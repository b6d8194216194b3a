use serde::{Deserialize, Serialize};
use std::path::{Path, PathBuf};
use crate::error::{Result, BoliError};
use crate::translate::online::{DEFAULT_ENDPOINT, DEFAULT_PROBE_URL};

#[derive(Debug, Clone, Default, Serialize, Deserialize)]
#[serde(default)]
pub struct Config {
    pub server: ServerConfig,
    pub dictionary: DictionaryConfig,
    pub online: OnlineConfig,
}

#[derive(Debug, Clone, Serialize, Deserialize)]
#[serde(default)]
pub struct ServerConfig {
    /// Address to bind the HTTP server to
    pub host: String,
    /// Port to listen on
    pub port: u16,
}

#[derive(Debug, Clone, Serialize, Deserialize)]
#[serde(default)]
pub struct DictionaryConfig {
    /// CSV file with English, Hindi and Gadhwali columns
    pub csv_path: PathBuf,
    /// Merge the built-in word tables into the dictionary
    pub include_builtin_lexicon: bool,
}

#[derive(Debug, Clone, Serialize, Deserialize)]
#[serde(default)]
pub struct OnlineConfig {
    /// Use the online translation service for English <-> Hindi
    pub enabled: bool,
    /// Translate endpoint URL
    pub endpoint: String,
    /// URL fetched to decide whether the service is reachable
    pub probe_url: String,
    /// Connectivity probe timeout in seconds
    pub probe_timeout_secs: u64,
    /// Timeout for a single online translation call in seconds
    pub request_timeout_secs: u64,
}

impl Default for ServerConfig {
    fn default() -> Self {
        Self {
            host: "0.0.0.0".to_string(),
            port: 5000,
        }
    }
}

impl Default for DictionaryConfig {
    fn default() -> Self {
        Self {
            csv_path: PathBuf::from("data/translations.csv"),
            include_builtin_lexicon: true,
        }
    }
}

impl Default for OnlineConfig {
    fn default() -> Self {
        Self {
            enabled: true,
            endpoint: DEFAULT_ENDPOINT.to_string(),
            probe_url: DEFAULT_PROBE_URL.to_string(),
            probe_timeout_secs: 3,
            request_timeout_secs: 10,
        }
    }
}

impl ServerConfig {
    pub fn bind_address(&self) -> String {
        format!("{}:{}", self.host, self.port)
    }
}

impl Config {
    pub fn from_file<P: AsRef<Path>>(path: P) -> Result<Self> {
        let content = std::fs::read_to_string(path)
            .map_err(|e| BoliError::Config(format!("Failed to read config file: {}", e)))?;

        toml::from_str(&content)
            .map_err(|e| BoliError::Config(format!("Failed to parse config file: {}", e)))
    }

    pub fn save_to_file<P: AsRef<Path>>(&self, path: P) -> Result<()> {
        let content = toml::to_string_pretty(self)
            .map_err(|e| BoliError::Config(format!("Failed to serialize config: {}", e)))?;

        std::fs::write(path, content)
            .map_err(|e| BoliError::Config(format!("Failed to write config file: {}", e)))?;

        Ok(())
    }
}
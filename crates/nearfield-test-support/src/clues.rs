//! Test clue sink.

use std::sync::Mutex;

use nearfield_core::model::Clue;
use nearfield_core::provider::ClueSink;
use uuid::Uuid;

/// A clue sink that keeps every clue handed to it, with its session, and
/// every traversal released.
#[derive(Debug, Default)]
pub struct RecordingClueSink {
    handed_off: Mutex<Vec<(Uuid, Clue)>>,
    released: Mutex<Vec<(Uuid, String)>>,
}

impl RecordingClueSink {
    /// Create an empty sink.
    #[must_use]
    pub fn new() -> Self {
        Self::default()
    }

    /// Returns a snapshot of all clues handed off so far.
    ///
    /// # Panics
    ///
    /// Panics if the internal mutex is poisoned.
    pub fn clues(&self) -> Vec<Clue> {
        self.handed_off
            .lock()
            .unwrap()
            .iter()
            .map(|(_, clue)| clue.clone())
            .collect()
    }

    /// Returns the session of every hand-off, in order.
    ///
    /// # Panics
    ///
    /// Panics if the internal mutex is poisoned.
    pub fn sessions(&self) -> Vec<Uuid> {
        self.handed_off
            .lock()
            .unwrap()
            .iter()
            .map(|(session_id, _)| *session_id)
            .collect()
    }

    /// Returns every released `(session_id, story_id)`, in order.
    ///
    /// # Panics
    ///
    /// Panics if the internal mutex is poisoned.
    pub fn released(&self) -> Vec<(Uuid, String)> {
        self.released.lock().unwrap().clone()
    }
}

impl ClueSink for RecordingClueSink {
    fn hand_off(&self, session_id: Uuid, clue: Clue) {
        self.handed_off.lock().unwrap().push((session_id, clue));
    }

    fn release(&self, session_id: Uuid, story_id: &str) {
        self.released
            .lock()
            .unwrap()
            .push((session_id, story_id.to_owned()));
    }
}
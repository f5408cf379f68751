//! Entity State Ledger.

use std::collections::HashMap;

use nearfield_core::model::{EntityAttributes, EntityDelta};
use tracing::debug;

/// Latest known attributes per entity for one scene traversal.
///
/// Deltas overwrite: attributes named in a delta replace the stored
/// values, attributes not named are left alone, and an entity is created
/// the first time a delta references it.
#[derive(Debug, Clone, Default, PartialEq)]
pub struct EntityLedger {
    entities: HashMap<String, EntityAttributes>,
}

impl EntityLedger {
    /// Creates an empty ledger.
    #[must_use]
    pub fn new() -> Self {
        Self::default()
    }

    /// Upserts the attributes of `delta` onto its entity.
    pub fn apply(&mut self, delta: &EntityDelta) {
        let entry = self.entities.entry(delta.entity_id.clone()).or_default();
        for (name, value) in &delta.attributes {
            entry.insert(name.clone(), value.clone());
        }
        debug!(entity_id = %delta.entity_id, attributes = delta.attributes.len(), "merged entity delta");
    }

    /// Applies deltas in sequence order; later writes to the same
    /// attribute win.
    pub fn apply_all<'a>(&mut self, deltas: impl IntoIterator<Item = &'a EntityDelta>) {
        for delta in deltas {
            self.apply(delta);
        }
    }

    /// Returns the current attributes of an entity, if it is known.
    #[must_use]
    pub fn snapshot(&self, entity_id: &str) -> Option<&EntityAttributes> {
        self.entities.get(entity_id)
    }

    /// Iterates over all known entities.
    pub fn entities(&self) -> impl Iterator<Item = (&String, &EntityAttributes)> {
        self.entities.iter()
    }

    /// Number of known entities.
    #[must_use]
    pub fn len(&self) -> usize {
        self.entities.len()
    }

    /// Returns `true` if no entity has been referenced yet.
    #[must_use]
    pub fn is_empty(&self) -> bool {
        self.entities.is_empty()
    }
}
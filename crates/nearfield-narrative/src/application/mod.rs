//! Application services driving traversals.

pub mod clue_journal;
pub mod engine;
pub mod query_handlers;
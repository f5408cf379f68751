//! Test clocks: deterministic `Clock` implementations for tests.

use std::sync::Mutex;

use chrono::{DateTime, TimeDelta, Utc};
use nearfield_core::clock::Clock;

/// A clock that always returns a fixed point in time.
#[derive(Debug, Clone, Copy)]
pub struct FixedClock(pub DateTime<Utc>);

impl Clock for FixedClock {
    fn now(&self) -> DateTime<Utc> {
        self.0
    }
}

/// A clock that only moves when told to.
#[derive(Debug)]
pub struct ManualClock(Mutex<DateTime<Utc>>);

impl ManualClock {
    /// Create a clock reading `start`.
    #[must_use]
    pub fn new(start: DateTime<Utc>) -> Self {
        Self(Mutex::new(start))
    }

    /// Move the clock forward by `by`.
    ///
    /// # Panics
    ///
    /// Panics if the internal mutex is poisoned.
    pub fn advance(&self, by: TimeDelta) {
        let mut now = self.0.lock().unwrap();
        *now += by;
    }
}

impl Clock for ManualClock {
    fn now(&self) -> DateTime<Utc> {
        *self.0.lock().unwrap()
    }
}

» **Work task**: Reproduce, word for word and in full, only the lines above that start at the line with "an empty sink." and run through the line with "pub fn released(&self)", both ends included.

» **Result of the exercise**:
    /// Create an empty sink.
    #[must_use]
    pub fn new() -> Self {
        Self::default()
    }

    /// Returns a snapshot of all clues handed off so far.
    ///
    /// # Panics
    ///
    /// Panics if the internal mutex is poisoned.
    pub fn clues(&self) -> Vec<Clue> {
        self.handed_off
            .lock()
            .unwrap()
            .iter()
            .map(|(_, clue)| clue.clone())
            .collect()
    }

    /// Returns the session of every hand-off, in order.
    ///
    /// # Panics
    ///
    /// Panics if the internal mutex is poisoned.
    pub fn sessions(&self) -> Vec<Uuid> {
        self.handed_off
            .lock()
            .unwrap()
            .iter()
            .map(|(session_id, _)| *session_id)
            .collect()
    }

    /// Returns every released `(session_id, story_id)`, in order.
    ///
    /// # Panics
    ///
    /// Panics if the internal mutex is poisoned.
    pub fn released(&self) -> Vec<(Uuid, String)> {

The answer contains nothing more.